START Stored data
use super::channel::Channel;
use super::protocol::{decode_replay, Message, SOCKET_FD_ENV};
use crate::app::CheckedProgram;
use crate::error::{ConfigError, McError};
use crate::rng::DeterministicRng;
use crate::transition::Aid;
use std::os::fd::FromRawFd;
use std::os::linux::net::SocketAddrExt;
use std::os::unix::net::{SocketAddr, UnixStream};
use tracing::{debug, error, info, warn};

enum Flow {
    Serve,
    Exit,
}

/// Serves a [`CheckedProgram`] to the checker over the control socket.
///
/// The app only moves when told to. Between two commands, every actor is blocked on
/// its next simcall.
pub struct AppSide {
    channel: Channel,
    program: Box<dyn CheckedProgram>,
    /// Assertion failure raised by a simcall, reported at the next CONTINUE
    pending_failure: Option<String>,
}

impl AppSide {
    pub fn new(channel: Channel, program: Box<dyn CheckedProgram>) -> Self {
        AppSide {
            channel,
            program,
            pending_failure: None,
        }
    }

    /// Connects to the checker through the socket it passed in the environment.
    pub fn from_env(program: Box<dyn CheckedProgram>) -> Result<Self, McError> {
        let raw = std::env::var(SOCKET_FD_ENV)
            .map_err(|_| ConfigError::File(format!("{} is not set", SOCKET_FD_ENV)))?;
        let fd: i32 = raw.parse().map_err(|_| ConfigError::InvalidValue {
            key: SOCKET_FD_ENV.to_string(),
            value: raw.clone(),
        })?;
        // SAFETY: the checker hands us this descriptor for our exclusive use
        let stream = unsafe { UnixStream::from_raw_fd(fd) };
        Ok(Self::new(Channel::new(stream), program))
    }

    /// Serves commands until the checker finalizes the app.
    pub fn run(&mut self) -> Result<(), McError> {
        self.report_waiting()?;
        loop {
            let msg = self.channel.receive()?;
            debug!(message = msg.name(), "app received command");
            if let Flow::Exit = self.handle(msg)? {
                return Ok(());
            }
        }
    }

    fn handle(&mut self, msg: Message) -> Result<Flow, McError> {
        match msg {
            Message::Continue => self.report_waiting()?,
            Message::SimcallExecute {
                aid,
                times_considered,
                want_transition,
            } => {
                let transition = match self.program.execute(aid, times_considered) {
                    Ok(t) => want_transition.then_some(t),
                    Err(McError::AssertionFailed(message)) => {
                        self.pending_failure = Some(message);
                        None
                    }
                    Err(e) => return Err(e),
                };
                self.channel
                    .send(&Message::SimcallExecuteReply { aid, transition })?;
            }
            Message::ActorsStatus { want_transitions } => {
                self.pack_status(want_transitions)?;
                self.channel.flush()?;
            }
            Message::ActorsMaxpid => self.channel.send(&Message::ActorsMaxpidReply {
                maxpid: self.program.max_pid(),
            })?,
            Message::DeadlockCheck { verbose } => {
                let deadlock = self.program.is_deadlocked();
                if deadlock && verbose {
                    for line in self.program.describe_actors() {
                        info!("{}", line);
                    }
                }
                self.channel
                    .send(&Message::DeadlockCheckReply { deadlock })?;
            }
            Message::Replay {
                steps,
                want_transitions,
            } => self.replay(&steps, want_transitions)?,
            Message::GoOneWay {
                random,
                seed,
                want_transitions,
            } => self.go_one_way(random.then_some(seed), want_transitions)?,
            Message::Fork { socket_name } => self.fork(&socket_name)?,
            Message::WaitChild { pid } => {
                let mut status = 0;
                // SAFETY: plain waitpid on a child of this process
                let ret = unsafe { libc::waitpid(pid, &mut status, 0) };
                if ret < 0 {
                    return Err(std::io::Error::last_os_error().into());
                }
                self.channel.send(&Message::WaitChildReply { status })?;
            }
            Message::Finalize { terminate_asap } => {
                if !terminate_asap {
                    self.program.finalize();
                }
                self.channel.send(&Message::FinalizeReply)?;
                return Ok(Flow::Exit);
            }
            other => return Err(other.unexpected("a checker command")),
        }
        Ok(Flow::Serve)
    }

    /// Runs the local steps, then tells the checker whether they went fine.
    fn report_waiting(&mut self) -> Result<(), McError> {
        let outcome = match self.pending_failure.take() {
            Some(message) => Err(McError::AssertionFailed(message)),
            None => self.program.run_local_steps(),
        };
        match outcome {
            Ok(()) => self.channel.send(&Message::Waiting),
            Err(McError::AssertionFailed(message)) => {
                error!(%message, "assertion failed in the checked program");
                self.channel.send(&Message::AssertionFailed { message })
            }
            Err(e) => Err(e),
        }
    }

    fn pack_status(&mut self, want_transitions: bool) -> Result<(), McError> {
        let actors = self.program.actors_status(want_transitions);
        self.channel.pack(&Message::ActorsStatusReplyCount {
            count: actors.len() as u32,
        })?;
        for actor in &actors {
            self.channel.pack(&Message::ActorsStatusReplyTransition {
                aid: actor.aid,
                enabled: actor.enabled,
                max_considered: actor.max_considered,
            })?;
        }
        if want_transitions {
            for actor in actors {
                if actor.transitions.len() != actor.max_considered as usize {
                    return Err(McError::Internal(format!(
                        "actor {} announces {} branches but describes {}",
                        actor.aid,
                        actor.max_considered,
                        actor.transitions.len()
                    )));
                }
                for transition in actor.transitions {
                    self.channel.pack(&Message::ActorTransition { transition })?;
                }
            }
        }
        Ok(())
    }

    /// Executes one step and reports it, with the statuses that follow it.
    /// Returns false when an assertion failed instead.
    fn reported_step(&mut self, aid: Aid, times: u32, want: bool) -> Result<bool, McError> {
        let transition = self.program.execute(aid, times);
        let transition = match transition.and_then(|t| {
            self.program.run_local_steps()?;
            Ok(t)
        }) {
            Ok(t) => t,
            Err(McError::AssertionFailed(message)) => {
                self.channel.send(&Message::AssertionFailed { message })?;
                return Ok(false);
            }
            Err(e) => return Err(e),
        };
        self.channel.pack(&Message::SimcallExecuteReply {
            aid,
            transition: Some(transition),
        })?;
        self.pack_status(want)?;
        self.channel.flush()?;
        Ok(true)
    }

    fn replay(&mut self, steps: &[(u32, u32)], want_transitions: bool) -> Result<(), McError> {
        let (silent, with_status) = decode_replay(steps)?;
        for (aid, times) in silent {
            let result = self
                .program
                .execute(aid, times)
                .and_then(|_| self.program.run_local_steps());
            match result {
                Ok(()) => {}
                Err(McError::AssertionFailed(message)) => {
                    return self.channel.send(&Message::AssertionFailed { message })
                }
                Err(e) => return Err(e),
            }
        }
        for (aid, times) in with_status {
            if !self.reported_step(aid, times, want_transitions)? {
                return Ok(());
            }
        }
        self.channel.send(&Message::Waiting)
    }

    fn go_one_way(&mut self, seed: Option<u64>, want_transitions: bool) -> Result<(), McError> {
        let mut rng = seed.map(DeterministicRng::new);
        loop {
            let enabled: Vec<Aid> = self
                .program
                .actors()
                .into_iter()
                .filter(|a| a.enabled)
                .map(|a| a.aid)
                .collect();
            let pick = match rng.as_mut() {
                Some(rng) => rng.choose(&enabled).copied(),
                None => enabled.first().copied(),
            };
            let Some(aid) = pick else {
                break;
            };
            if !self.reported_step(aid, 0, want_transitions)? {
                return Ok(());
            }
        }
        self.channel.send(&Message::Waiting)
    }

    /// Forks a copy of this app that connects back to the checker on `socket_name`.
    /// The parent stays in its command loop and does not answer.
    fn fork(&mut self, socket_name: &str) -> Result<(), McError> {
        // SAFETY: the app is single-threaded while serving commands
        let pid = unsafe { libc::fork() };
        if pid < 0 {
            let err = std::io::Error::last_os_error();
            warn!(%err, "fork failed");
            return Err(err.into());
        }
        if pid == 0 {
            let addr = SocketAddr::from_abstract_name(socket_name.as_bytes())?;
            let stream = UnixStream::connect_addr(&addr)?;
            self.channel = Channel::new(stream);
            // SAFETY: getpid cannot fail
            let pid = unsafe { libc::getpid() };
            self.channel.send(&Message::ForkReply { pid })?;
        }
        Ok(())
    }
}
END Stored data
Try it: Go line by line through the data above and report each one that holds the string "when".

Response box:
/// The app only moves when told to. Between two commands, every actor is blocked on
    /// Returns false when an assertion failed instead.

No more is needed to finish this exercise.